AuthorRuebsamen, Megan
  1. INTRODUCTION

    One in three Americans owns a gun, and in 2011 the percentage of adults with a gun in their home or on their property was the highest since 1993. (1) This increase in gun ownership came at the same time as all-time low support for a ban on handguns. (2) Preceding the public support against handgun bans, the Supreme Court ruled in District of Columbia v. Heller' that a ban on handgun ownership by law-abiding residents violated the Second Amendment of the United States Constitution. (4) This landmark decision established that the Second Amendment guarantees the right of individual citizens to own guns independent of service in the militia. (5) Despite this seemingly definitive answer on the meaning of the Second Amendment, a looming question remains: does the right to bear arms extend outside of the home, encompassing the right of law-abiding citizens to carry concealed weapons for self-defense? (6)

    Massachusetts has some of the toughest gun laws in the country, giving local licensing authorities the power to determine who can obtain a concealed carry permit. (7) Despite the Commonwealth's restrictive conceal and carry regulations, defense attorneys are not without ammunition when defending an otherwise law-abiding client accused of violating the conceal and carry statute in Massachusetts. (8) Using the underlying reasoning in Heller, coupled with the original intent of the Framers of the Second and Fourteenth Amendments, defense attorneys can argue the right to bear arms guarantees the right of citizens to protect themselves. (9) This right to self-defense, it can be argued, logically extends outside the confines of a citizen's home, encompassing the right to carry concealed weapons for self-defense. (10)

    Part II(A) of this Note explains the Heller ruling as defining an individual right to bear arms under the Second Amendment. (11) Part II(B) discusses the Framers' intent while drafting the Second and Fourteenth Amendments, emphasizing the Framers' concern about preserving the right to self-defense, as well as early attempts at gun control. (12) Part II(C) explores the reactions and rulings on Second Amendment issues in the lower courts following Heller. (13) Part III(A) describes the use of handguns in self-defense. (14) Part III(B) introduces a national perspective on conceal and carry laws in the United States. (15) Part III(C) examines Massachusetts state court decisions and statutes concerning conceal and carry in the wake of Heller. (16) Part IV(A) examines the need for weapons outside of the home for self-defense. (17) Part IV(B) discusses the improper construction of the language in Heller by Massachusetts courts. (18) Part IV(C) details the methods defense attorneys can use for as applied challenges to the conceal and carry statute in Massachusetts. (19) Finally, Part V states the conclusion. (20) Given the importance of self-defense to the Framers, combined with the reasoning in Heller, Massachusetts conceal and carry permits should be granted to qualified, law-abiding citizens.

  2. HISTORY

    1. Heller: An Individual Right to Bear Arms

      Prior to the Supreme Court decision in Heller, academic debate surrounding the Second Amendment centered around two opposing views. (21) In the collective rights camp, scholars interpreted the Second Amendment to mean a right to bear arms only in connection with military service. (22) In contrast, the individual rights camp provided the opposite interpretation and believed the Second Amendment guaranteed citizens an individual right to possess arms unconnected with military service. (23) The Supreme Court was largely silent on the debate, with the few pre-Heller Second Amendment cases addressing the nature of the right merely tangentially. (24)

      The Supreme Court changed course when deciding District of Columbia v.
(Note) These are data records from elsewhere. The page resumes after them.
use std::collections::{BTreeMap, BTreeSet};
use std::fmt;

use chrono::{DateTime, Utc};
use serde::{Deserialize, Serialize};
use uuid::Uuid;

// --- Error codes ---

/// Why a scrape produced a placeholder instead of real content.
#[derive(Debug, Clone, Copy, PartialEq, Eq, Hash, Serialize, Deserialize)]
#[serde(rename_all = "SCREAMING_SNAKE_CASE")]
pub enum ScrapeErrorCode {
    /// Origin answered 4xx.
    ClientError,
    /// Origin answered 5xx.
    ServerError,
    Timeout,
    /// Response was not an HTML document.
    NotHtml,
    /// Transport fault or empty body.
    FetchFailed,
    ContentTooShort,
    QualityCheckFailed,
    InvalidUrl,
}

impl ScrapeErrorCode {
    pub fn as_str(&self) -> &'static str {
        match self {
            ScrapeErrorCode::ClientError => "CLIENT_ERROR",
            ScrapeErrorCode::ServerError => "SERVER_ERROR",
            ScrapeErrorCode::Timeout => "TIMEOUT",
            ScrapeErrorCode::NotHtml => "NOT_HTML",
            ScrapeErrorCode::FetchFailed => "FETCH_FAILED",
            ScrapeErrorCode::ContentTooShort => "CONTENT_TOO_SHORT",
            ScrapeErrorCode::QualityCheckFailed => "QUALITY_CHECK_FAILED",
            ScrapeErrorCode::InvalidUrl => "INVALID_URL",
        }
    }
}

impl fmt::Display for ScrapeErrorCode {
    fn fmt(&self, f: &mut fmt::Formatter<'_>) -> fmt::Result {
        f.write_str(self.as_str())
    }
}

// --- Scrape results ---

/// Final outcome of scraping one URL. Always well-formed: a failure carries
/// `error`/`error_code` and placeholder title/content.
#[derive(Debug, Clone, PartialEq, Serialize, Deserialize)]
#[serde(rename_all = "camelCase")]
pub struct ScrapeResult {
    pub title: String,
    pub content: String,
    #[serde(default, skip_serializing_if = "Option::is_none")]
    pub summary: Option<String>,
    #[serde(default, skip_serializing_if = "Option::is_none")]
    pub needs_js_rendering: Option<bool>,
    #[serde(default, skip_serializing_if = "Option::is_none")]
    pub error: Option<String>,
    #[serde(default, skip_serializing_if = "Option::is_none")]
    pub error_code: Option<ScrapeErrorCode>,
}

impl ScrapeResult {
    pub fn success(
        title: impl Into<String>,
        content: impl Into<String>,
        summary: impl Into<String>,
        needs_js_rendering: bool,
    ) -> Self {
        Self {
            title: title.into(),
            content: content.into(),
            summary: Some(summary.into()),
            needs_js_rendering: Some(needs_js_rendering),
            error: None,
            error_code: None,
        }
    }

    /// Placeholder result for a URL that could not be scraped.
    pub fn failure(url: &str, code: ScrapeErrorCode, message: impl Into<String>) -> Self {
        let message = message.into();
        Self {
            title: format!("Failed to scrape {url}"),
            content: format!("Unable to retrieve content from {url}: {message}"),
            summary: None,
            needs_js_rendering: None,
            error: Some(message),
            error_code: Some(code),
        }
    }

    pub fn is_failure(&self) -> bool {
        self.error.is_some()
    }

    /// Length of `content` in characters.
    pub fn content_length(&self) -> usize {
        self.content.chars().count()
    }
}

// --- Search ---

#[derive(Debug, Clone, PartialEq, Serialize, Deserialize)]
#[serde(rename_all = "camelCase")]
pub struct SearchResult {
    pub title: String,
    pub url: String,
    pub snippet: String,
    pub relevance_score: f64,
}

/// Extra structured data some providers attach to a result page.
#[derive(Debug, Clone, Default, PartialEq, Serialize, Deserialize)]
#[serde(rename_all = "camelCase")]
pub struct SearchEnrichment {
    #[serde(default, skip_serializing_if = "Option::is_none")]
    pub knowledge_graph: Option<serde_json::Value>,
    #[serde(default, skip_serializing_if = "Option::is_none")]
    pub answer_box: Option<serde_json::Value>,
    #[serde(default, skip_serializing_if = "Vec::is_empty")]
    pub related_questions: Vec<serde_json::Value>,
}

impl SearchEnrichment {
    pub fn is_empty(&self) -> bool {
        self.knowledge_graph.is_none()
            && self.answer_box.is_none()
            && self.related_questions.is_empty()
    }
}

/// One provider's answer to one query.
#[derive(Debug, Clone, PartialEq)]
pub struct SearchResponse {
    pub provider: String,
    pub results: Vec<SearchResult>,
    pub enrichment: Option<SearchEnrichment>,
}

impl SearchResponse {
    pub fn new(provider: impl Into<String>, results: Vec<SearchResult>) -> Self {
        Self {
            provider: provider.into(),
            results,
            enrichment: None,
        }
    }

    pub fn with_enrichment(mut self, enrichment: SearchEnrichment) -> Self {
        if !enrichment.is_empty() {
            self.enrichment = Some(enrichment);
        }
        self
    }
}

// --- Research pass ---

/// A URL picked for scraping, with the score of the search hit it came from.
#[derive(Debug, Clone, PartialEq, Serialize, Deserialize)]
#[serde(rename_all = "camelCase")]
pub struct ScrapeCandidate {
    pub url: String,
    pub relevance_score: f64,
}

#[derive(Debug, Clone, PartialEq, Serialize, Deserialize)]
#[serde(rename_all = "camelCase")]
pub struct ScrapedContent {
    pub url: String,
    pub title: String,
    pub content: String,
    pub summary: String,
    pub content_length: usize,
    pub scraped_at: DateTime<Utc>,
    pub context_id: Uuid,
    pub relevance_score: f64,
}

/// Aggregate of one research pass: every search hit, every accepted scrape,
/// and the URLs that could not be scraped.
#[derive(Debug, Clone, Default, PartialEq, Serialize, Deserialize)]
#[serde(rename_all = "camelCase")]
pub struct HarvestedData {
    pub search_results: Vec<SearchResult>,
    pub scraped_content: Vec<ScrapedContent>,
    pub failed_scrape_urls: BTreeSet<String>,
    pub failed_scrape_errors: BTreeMap<String, String>,
    #[serde(default, skip_serializing_if = "Option::is_none")]
    pub enrichment: Option<SearchEnrichment>,
}

impl HarvestedData {
    pub fn record_failure(&mut self, url: &str, message: impl Into<String>) {
        self.failed_scrape_urls.insert(url.to_string());
        self.failed_scrape_errors
            .insert(url.to_string(), message.into());
    }

    pub fn total_content_chars(&self) -> usize {
        self.scraped_content.iter().map(|c| c.content_length).sum()
    }
}

/// True for absolute `http`/`https` URLs with a host.
pub fn is_http_url(raw: &str) -> bool {
    url::Url::parse(raw)
        .map(|u| matches!(u.scheme(), "http" | "https") && u.host_str().is_some())
        .unwrap_or(false)
}

#[cfg(test)]
mod tests {
    use super::*;

    #[test]
    fn failure_result_carries_placeholder_and_code() {
        let r = ScrapeResult::failure(
            "https://example.com",
            ScrapeErrorCode::Timeout,
            "direct: timed out",
        );
        assert!(r.is_failure());
        assert_eq!(r.error_code, Some(ScrapeErrorCode::Timeout));
        assert_eq!(r.title, "Failed to scrape https://example.com");
        assert!(r.content.contains("direct: timed out"));
        assert!(r.summary.is_none());
    }

    #[test]
    fn success_result_has_no_error() {
        let r = ScrapeResult::success("Title", "Body text", "Body", false);
        assert!(!r.is_failure());
        assert_eq!(r.content_length(), 9);
        assert_eq!(r.needs_js_rendering, Some(false));
    }

    #[test]
    fn error_code_serializes_screaming_snake() {
        let json = serde_json::to_string(&ScrapeErrorCode::QualityCheckFailed).unwrap();
        assert_eq!(json, "\"QUALITY_CHECK_FAILED\"");
        assert_eq!(ScrapeErrorCode::NotHtml.to_string(), "NOT_HTML");
    }

    #[test]
    fn scrape_result_serializes_camel_case_and_skips_none() {
        let r = ScrapeResult::failure("https://x.test", ScrapeErrorCode::NotHtml, "pdf");
        let v = serde_json::to_value(&r).unwrap();
        assert_eq!(v["errorCode"], "NOT_HTML");
        assert!(v.get("summary").is_none());
        assert!(v.get("needsJsRendering").is_none());
    }

    #[test]
    fn http_url_check() {
        assert!(is_http_url("https://example.com/a?b=c"));
        assert!(is_http_url("http://example.com"));
        assert!(!is_http_url("ftp://example.com/file"));
        assert!(!is_http_url("javascript:alert(1)"));
        assert!(!is_http_url("not a url"));
    }

    #[test]
    fn record_failure_tracks_url_and_message() {
        let mut data = HarvestedData::default();
        data.record_failure("https://a.test", "TIMEOUT");
        data.record_failure("https://a.test", "TIMEOUT again");
        assert_eq!(data.failed_scrape_urls.len(), 1);
        assert_eq!(data.failed_scrape_errors["https://a.test"], "TIMEOUT again");
    }

    #[test]
    fn empty_enrichment_is_dropped() {
        let resp = SearchResponse::new("serper", vec![]).with_enrichment(SearchEnrichment::default());
        assert!(resp.enrichment.is_none());
    }
}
Heller, coming out on the individual rights side of the Second Amendment debate. (25) The appellant in Heller, a Washington, D.C. special policeman, challenged the District of Columbia's prohibition on registering handguns and carrying unregistered firearms, restrictions that amounted to a general prohibition on the possession of handguns. (26) The majority opinion, penned by Justice Scalia, struck down the District of Columbia law as an unconstitutional infringement on Second Amendment rights. (27) Although definitively stating the Second Amendment right to bear arms was an individual right independent of service in the militia, the majority Heller opinion left many unanswered questions for lower courts, one of the largest being the scope of the right to carry arms for self-defense. (28) Rather than a landslide victory for guns-rights advocates, Heller emphasized that the right to keep and bear arms, while an individual right, was not a "right to keep and carry any weapon whatsoever in any manner whatsoever and for whatever purpose." (29) Instead of clearly defining what was constitutionally permissible in gun control legislation, Heller deliberately set a controlled pace of defining Second Amendment rights. (30)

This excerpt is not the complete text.